Note: If you have configured your local copy with the --enable-maintainer-mode and have svn available on your system, the Makefiles will automatically do the svn propset command for you when you change the Externals file. However, you will need to run the svn update command by hand.

Keep in mind that subversion knows nothing of the COIN convention for using an Externals file. Nothing will change until you run a subversion command to change the svn:externals property.

More information about externals can be obtained in the Externals Definitions chapter of the subversion book.

Preparing Externals For A Point Release

Typically, a stable version of a COIN project that depends on other COIN projects will specify a particular version (subdirectory) in the stable/ directory of each dependency, so that a user will always receive the latest improvements and bugfixes for each dependency. By convention, the compilation should not break; a project manager should ensure compatibility of the project's code with the externals selected for use in a particular stable version.

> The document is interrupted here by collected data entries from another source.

//! The system pipeline: `generate → compile → package`.
//!
//! A [`System`] owns a module library, the top-level module name, a backend
//! preset and an output directory. Each stage runs once, in order; any error,
//! including a stage invoked out of order, is reported to the system's
//! [`DiagnosticSink`] and leaves the system [`Failed`](Stage::Failed). While
//! the pipeline runs, a lock file in the output directory keeps other systems
//! from writing to it.

use crate::arbitration::ArbitrationPolicy;
use crate::backend::{backend_for, Backend};
use crate::compile::{compile, CompiledDesign};
use crate::errors::BuildError;
use crate::generate::generate;
use crate::library::Library;
use crate::package::PackageReport;
use std::fmt;
use std::fs;
use std::path::{Path, PathBuf};
use weft_common::Interner;
use weft_config::{Arbitration, BackendPreset};
use weft_diagnostics::{Diagnostic, DiagnosticSink};
use weft_ir::HwGraph;

/// Name of the lock file created in the output directory.
pub const LOCK_FILE: &str = ".weft.lock";

/// Where a system is in its pipeline.
#[derive(Debug, Clone, Copy, PartialEq, Eq, Hash)]
pub enum Stage {
    /// Created, nothing run yet.
    Constructed,
    /// Every construction function has run.
    Generated,
    /// Validated, resolved and lowered.
    Compiled,
    /// Artifacts written.
    Packaged,
    /// A stage failed; terminal.
    Failed,
}

impl Stage {
    /// Returns the lowercase stage name.
    pub fn as_str(self) -> &'static str {
        match self {
            Stage::Constructed => "constructed",
            Stage::Generated => "generated",
            Stage::Compiled => "compiled",
            Stage::Packaged => "packaged",
            Stage::Failed => "failed",
        }
    }
}

impl fmt::Display for Stage {
    fn fmt(&self, f: &mut fmt::Formatter<'_>) -> fmt::Result {
        f.write_str(self.as_str())
    }
}

/// Exclusive claim on an output directory, released on drop.
#[derive(Debug)]
struct OutputLock {
    path: PathBuf,
}

impl OutputLock {
    fn acquire(output_dir: &Path) -> Result<Self, BuildError> {
        fs::create_dir_all(output_dir).map_err(|e| BuildError::io(output_dir, e))?;
        let path = output_dir.join(LOCK_FILE);
        match fs::OpenOptions::new()
            .write(true)
            .create_new(true)
            .open(&path)
        {
            Ok(_) => Ok(Self { path }),
            Err(e) if e.kind() == std::io::ErrorKind::AlreadyExists => {
                Err(BuildError::OutputLocked { path })
            }
            Err(e) => Err(BuildError::io(&path, e)),
        }
    }
}

impl Drop for OutputLock {
    fn drop(&mut self) {
        let _ = fs::remove_file(&self.path);
    }
}

/// A hardware system and its build pipeline.
pub struct System {
    name: String,
    version: String,
    library: Library,
    top: String,
    backend: Box<dyn Backend>,
    arbitration: Arbitration,
    output_dir: PathBuf,
    interner: Interner,
    sink: DiagnosticSink,
    stage: Stage,
    graph: Option<HwGraph>,
    compiled: Option<CompiledDesign>,
    report: Option<PackageReport>,
    lock: Option<OutputLock>,
}

impl System {
    /// Creates a system that builds `top` from `library` with the given
    /// backend preset into `output_dir`.
    pub fn new(
        name: impl Into<String>,
        library: Library,
        top: impl Into<String>,
        preset: BackendPreset,
        output_dir: impl Into<PathBuf>,
    ) -> Self {
        Self::with_backend(name, library, top, backend_for(preset), output_dir)
    }

    /// Creates a system with a custom backend implementation.
    pub fn with_backend(
        name: impl Into<String>,
        library: Library,
        top: impl Into<String>,
        backend: Box<dyn Backend>,
        output_dir: impl Into<PathBuf>,
    ) -> Self {
        Self {
            name: name.into(),
            version: "0.0.0".to_string(),
            library,
            top: top.into(),
            arbitration: backend.default_arbitration(),
            backend,
            output_dir: output_dir.into(),
            interner: Interner::new(),
            sink: DiagnosticSink::new(),
            stage: Stage::Constructed,
            graph: None,
            compiled: None,
            report: None,
            lock: None,
        }
    }

    /// Sets the version recorded in the manifest.
    pub fn with_version(mut self, version: impl Into<String>) -> Self {
        self.version = version.into();
        self
    }

    /// Overrides the backend's default arbitration policy; `None` keeps it.
    pub fn with_arbitration(mut self, arbitration: Option<Arbitration>) -> Self {
        if let Some(arbitration) = arbitration {
            self.arbitration = arbitration;
        }
        self
    }

    /// Runs every construction function and materializes the instance tree.
    pub fn generate(&mut self) -> Result<&HwGraph, BuildError> {
        self.enter("generate", Stage::Constructed)?;
        tracing::info!(system = %self.name, top = %self.top, backend = %self.backend.preset(), "generating");

        let result = OutputLock::acquire(&self.output_dir).and_then(|lock| {
            self.lock = Some(lock);
            generate(
                &self.library,
                &self.interner,
                &self.top,
                self.backend.preset(),
                self.backend.capabilities(),
            )
        });
        let graph = self.settle(result, Stage::Generated)?;
        Ok(self.graph.insert(graph))
    }

    /// Validates the graph, resolves services and lowers through the backend.
    pub fn compile(&mut self) -> Result<&CompiledDesign, BuildError> {
        self.enter("compile", Stage::Generated)?;
        tracing::info!(system = %self.name, arbitration = %self.arbitration, "compiling");

        let result = match self.graph.take() {
            Some(graph) => compile(
                &self.name,
                &self.version,
                graph,
                &self.interner,
                self.backend.as_ref(),
                self.arbitration,
                &self.sink,
            ),
            None => Err(weft_common::InternalError::new("generated system has no graph").into()),
        };
        let compiled = self.settle(result, Stage::Compiled)?;
        Ok(self.compiled.insert(compiled))
    }

    /// Writes the compiled artifacts into the output directory.
    pub fn package(&mut self) -> Result<&PackageReport, BuildError> {
        self.enter("package", Stage::Compiled)?;
        tracing::info!(system = %self.name, output = %self.output_dir.display(), "packaging");

        let result = match &self.compiled {
            Some(compiled) => {
                self.backend
                    .package(&self.name, &compiled.artifacts, &self.output_dir)
            }
            None => Err(weft_common::InternalError::new("compiled system has no design").into()),
        };
        let report = self.settle(result, Stage::Packaged)?;
        self.lock = None;
        Ok(self.report.insert(report))
    }

    /// Runs all three stages.
    pub fn build(&mut self) -> Result<&PackageReport, BuildError> {
        self.generate()?;
        self.compile()?;
        self.package()
    }

    fn enter(&mut self, operation: &'static str, expected: Stage) -> Result<(), BuildError> {
        let err = match self.stage {
            stage if stage == expected => return Ok(()),
            Stage::Failed => BuildError::PreviouslyFailed { operation },
            stage => BuildError::OutOfSequence {
                operation,
                stage,
                expected,
            },
        };
        self.settle(Err(err), Stage::Failed)
    }

    fn settle<T>(&mut self, result: Result<T, BuildError>, next: Stage) -> Result<T, BuildError> {
        match result {
            Ok(value) => {
                tracing::debug!(stage = %next, "stage complete");
                self.stage = next;
                Ok(value)
            }
            Err(err) => {
                tracing::error!(code = %err.code(), "{err}");
                self.sink.emit(err.to_diagnostic());
                self.stage = Stage::Failed;
                self.lock = None;
                Err(err)
            }
        }
    }

    /// Returns the current stage.
    pub fn stage(&self) -> Stage {
        self.stage
    }

    /// Returns the system name.
    pub fn name(&self) -> &str {
        &self.name
    }

    /// Returns the system version.
    pub fn version(&self) -> &str {
        &self.version
    }

    /// Returns the top-level module name.
    pub fn top(&self) -> &str {
        &self.top
    }

    /// Returns the backend.
    pub fn backend(&self) -> &dyn Backend {
        self.backend.as_ref()
    }

    /// Returns the effective arbitration policy.
    pub fn arbitration(&self) -> Arbitration {
        self.arbitration
    }

    /// Creates arbitration state for one shared builtin port through the
    /// backend.
    pub fn arbitration_policy(&self) -> Box<dyn ArbitrationPolicy> {
        self.backend.arbitration_policy(self.arbitration)
    }

    /// Returns the output directory.
    pub fn output_dir(&self) -> &Path {
        &self.output_dir
    }

    /// Returns the interner holding every name in the graph.
    pub fn interner(&self) -> &Interner {
        &self.interner
    }

    /// Returns the generated graph, once generation has succeeded.
    pub fn graph(&self) -> Option<&HwGraph> {
        self.graph
            .as_ref()
            .or_else(|| self.compiled.as_ref().map(|c| &c.graph))
    }

    /// Returns the compiled design, once compilation has succeeded.
    pub fn compiled(&self) -> Option<&CompiledDesign> {
        self.compiled.as_ref()
    }

    /// Returns the packaging report, once packaging has succeeded.
    pub fn report(&self) -> Option<&PackageReport> {
        self.report.as_ref()
    }

    /// Returns the diagnostic sink.
    pub fn sink(&self) -> &DiagnosticSink {
        &self.sink
    }

    /// Returns a snapshot of every diagnostic emitted so far.
    pub fn diagnostics(&self) -> Vec<Diagnostic> {
        self.sink.diagnostics()
    }
}

impl fmt::Debug for System {
    fn fmt(&self, f: &mut fmt::Formatter<'_>) -> fmt::Result {
        f.debug_struct("System")
            .field("name", &self.name)
            .field("top", &self.top)
            .field("backend", &self.backend.preset())
            .field("stage", &self.stage)
            .field("output_dir", &self.output_dir)
            .finish()
    }
}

If you now want to create a new point release from the latest version in your stable branch, we suggest you follow these steps:

  1. Get a local copy of your stable branch (you probably have it already).
  2. Make a backup copy of your current Externals file
  3. For each dependency in your Externals file find the latest point release number. You can do this for example using
    svn list
    where DepPrcjt is the name of the dependency project.
  4. Change the entry for each external in the Externals file to point to the latest point release for the external.
  5. Update the svn:externals property of the directory:
    svn propset svn:externals -F Externals .
  6. Update the local copies in your working copy by typing svn update. (Note: If you have local changes in your checked-out externals, you should first arrange with the project manager for the dependency to have your changes committed into the dependency's repository. It is not a good idea in any case to have local modifications in your working copy of the stable branch, since you might forget to commit them back, and then a user might download a non-working dependency.)
  7. Make sure your code now still works fine:
    1. Clean everything (make clean).
    2. Rebuild the autotools files (./BuildToolds/run_autotools).
    3. Make sure (svn status) that the autotools rebuild did not change any files in the externals subdirectories. If the rebuild changed, e.g., a configure file, it means that the dependency does not use the same version of BuildTools that you are using. This must be reconciled first.
    4. Rerun configure.
    5. Compile and install the code (make install).
    6. Run your tests (make tests) and do whatever you do to convince yourself that your project's code works correctly.
  8. If that works fine, commit what is now in your local copy into back into the stable branch of your project (svn commit).
  9. To confirm portability and act as a sanity test, you might want to check that the code now in your stable branch compiles and runs fine on a different machine (svn update and make tests on the other machine).
  10. Create a copy of the current version of your stable branch as a new point release, as described here.
  11. Restore your original Externals file from your backup created in Step 2 above and restore the previous (non-release) externals:
    svn propset svn:externals -F Externals .
  12. Commit the restored externals to your stable branch (svn commit).